# INPUT FOR THIS TASK
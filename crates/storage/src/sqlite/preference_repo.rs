use async_trait::async_trait;
use chrono::Utc;
use reflex_core::model::{THEME_STORAGE_KEY, Theme};
use sqlx::Row;

use crate::repository::{PreferenceRepository, StorageError, parse_theme};

use super::SqliteRepository;

impl SqliteRepository {
    async fn get_value(&self, key: &str) -> Result<Option<String>, StorageError> {
        let row = sqlx::query("SELECT value FROM preferences WHERE key = ?1")
            .bind(key)
            .fetch_optional(&self.pool)
            .await
            .map_err(|err| StorageError::Connection(err.to_string()))?;

        let Some(row) = row else {
            return Ok(None);
        };

        row.try_get::<String, _>("value")
            .map(Some)
            .map_err(|err| StorageError::Serialization(err.to_string()))
    }

    async fn put_value(&self, key: &str, value: &str) -> Result<(), StorageError> {
        sqlx::query(
            r"
            INSERT INTO preferences (key, value, updated_at)
            VALUES (?1, ?2, ?3)
            ON CONFLICT(key) DO UPDATE SET
                value = excluded.value,
                updated_at = excluded.updated_at
            ",
        )
        .bind(key)
        .bind(value)
        .bind(Utc::now())
        .execute(&self.pool)
        .await
        .map_err(|err| StorageError::Connection(err.to_string()))?;

        Ok(())
    }
}

#[async_trait]
impl PreferenceRepository for SqliteRepository {
    async fn load_theme(&self) -> Result<Option<Theme>, StorageError> {
        self.get_value(THEME_STORAGE_KEY)
            .await?
            .map(|raw| parse_theme(&raw))
            .transpose()
    }

    async fn save_theme(&self, theme: Theme) -> Result<(), StorageError> {
        self.put_value(THEME_STORAGE_KEY, theme.as_str()).await
    }
}
use chrono::Duration;

/// `1247` -> `"1,247"`.
#[must_use]
pub fn format_thousands(value: u32) -> String {
    let digits = value.to_string();
    let mut out = String::with_capacity(digits.len() + digits.len() / 3);
    for (idx, ch) in digits.chars().enumerate() {
        if idx > 0 && (digits.len() - idx) % 3 == 0 {
            out.push(',');
        }
        out.push(ch);
    }
    out
}

/// Whole seconds as `"42s"` or `"3m 05s"`. Negative spans read as zero.
#[must_use]
pub fn format_elapsed(elapsed: Duration) -> String {
    let total = elapsed.num_seconds().max(0);
    let minutes = total / 60;
    let seconds = total % 60;
    if minutes == 0 {
        format!("{seconds}s")
    } else {
        format!("{minutes}m {seconds:02}s")
    }
}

# INSTRUCTIONS TO FOLLOW
Begin with the line that contains "use chrono::Duration;" and quote each line after it exactly, stopping after the last line of the data.

# RESULT OF THIS EXERCISE
use chrono::Duration;

/// `1247` -> `"1,247"`.
#[must_use]
pub fn format_thousands(value: u32) -> String {
    let digits = value.to_string();
    let mut out = String::with_capacity(digits.len() + digits.len() / 3);
    for (idx, ch) in digits.chars().enumerate() {
        if idx > 0 && (digits.len() - idx) % 3 == 0 {
            out.push(',');
        }
        out.push(ch);
    }
    out
}

/// Whole seconds as `"42s"` or `"3m 05s"`. Negative spans read as zero.
#[must_use]
pub fn format_elapsed(elapsed: Duration) -> String {
    let total = elapsed.num_seconds().max(0);
    let minutes = total / 60;
    let seconds = total % 60;
    if minutes == 0 {
        format!("{seconds}s")
    } else {
        format!("{minutes}m {seconds:02}s")
    }
}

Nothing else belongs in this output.